C’è un’altra questione, oltre alle diseguaglianze, che gli avvenimenti francesi ci segnalano in modo evidente, riscontrabile anche da noi: le divisioni all’interno degli strati sociali svantaggiati delle periferie, le divisioni tra “penultimi” e “ultimi”. Un unico risentimento sociale che si sfoga in modo diverso e su chi sta peggio; risentimento nutrito dai valori della destra di identità etnica, patria e famiglia, sicurezza. E su tutti, esclusi e più esclusi, domina la cultura della competizione, dell’individuo che deve farsi valere senza la mediazione con il prossimo.
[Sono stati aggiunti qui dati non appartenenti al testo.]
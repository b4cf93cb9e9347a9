use shared::{
    domain::{hex_color, BranchId, Rgb},
    error::{ApiException, ErrorCode},
    protocol::{Frame, FrameMeta, ServerMessage},
};

use crate::{
    layout::{read_strip, StripHandle},
    SyncContext,
};

/// Snapshot of the current colors, status and layout.
///
/// Reads only. Without an attached layout the frame carries status but no
/// colors and no `meta`.
pub fn encode_frame(ctx: &SyncContext) -> Frame {
    let b = ctx.status().brightness.read();
    let on = ctx.status().power.read();

    let Some(attachment) = ctx.registry().attachment() else {
        return Frame {
            b,
            on,
            colors: Vec::new(),
            meta: None,
        };
    };
    let layout = &attachment.layout;
    let buffers = &attachment.buffers;

    let mut colors = Vec::with_capacity(layout.pixel_count());
    push_strip(&mut colors, &buffers.trunk, layout.trunk_len);
    for branch in BranchId::ALL {
        push_strip(&mut colors, buffers.branch(branch), layout.branch_len);
    }

    Frame {
        b,
        on,
        colors,
        meta: Some(FrameMeta::from(layout)),
    }
}

/// [`encode_frame`] serialized as a `{"type":"frame",...}` text message.
pub fn encode_frame_json(ctx: &SyncContext) -> Result<String, ApiException> {
    serde_json::to_string(&ServerMessage::Frame(encode_frame(ctx)))
        .map_err(|e| ApiException::new(ErrorCode::Internal, e.to_string()))
}

// Always emits exactly `len` entries; a strip the host shrank reads as black.
fn push_strip(colors: &mut Vec<String>, strip: &StripHandle, len: u16) {
    let pixels = read_strip(strip);
    colors.extend((0..usize::from(len)).map(|i| {
        hex_color(pixels.get(i).copied().unwrap_or(Rgb::new(0, 0, 0)))
    }));
}

#[cfg(test)]
#[path = "tests/encoder_tests.rs"]
mod tests;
Dalle banlieue a noi: trasformare il pessimismo in azioni per il futuro

Difficile essere ottimisti per il futuro. E tuttavia c’è molto da fare! Cominciando a dare voce agli immigrati rendendoli soggetti attivi della vita sociale e inquadrando proposte, azioni, iniziative all’interno di una politica che combatta ogni forma di emarginazione; una politica, cioè, che consideri gli immigrati cittadini i cui bisogni sociali e culturali esigono la stessa attenzione degli altri precari, disoccupati, sottopagati. Con proposte concrete su obiettivi comuni che eviterebbero la guerra tra poveri e favorirebbero la stabilità sociale.
La strada è lunga, perché costruire una direzione comune di contrasto all’esclusione e di sviluppo è tanto più difficile in tempi di crisi e perché la convivenza tra culture diverse è tanto più difficile in un clima culturale impoverito dei valori umani. Ma è l’unica direzione che promette futuro.

*La banlieue
Etimologia della parola banlieue: ban = amministrare, bandire e lieue = luogo/territorio a una lega di distanza.
Da quartieri periferici popolari, da dove partivano movimenti operai e proteste, le banlieue sono state estese per dare alloggio agli strati popolari via via più numerosi per effetto dell’espansione economica e poi, con la decolonizzazione, dal 1961 in poi, sono diventate grandi dormitori per ospitare giovani e famiglie del Maghreb e non solo, manodopera per le industrie francesi. Nonostante piani di sostegno sociale tra la fine degli anni ’70 e la metà dei ’90 e progetti di riqualificazione negli anni 2000, questi quartieri-alveare sono diventati il simbolo di segregazione urbana, ghetti per migranti. Se a livello nazionale il tasso di disoccupazione è del 10,5% e quello giovanile del 26,5%, nelle banlieue sale rispettivamente a 40% e 60%.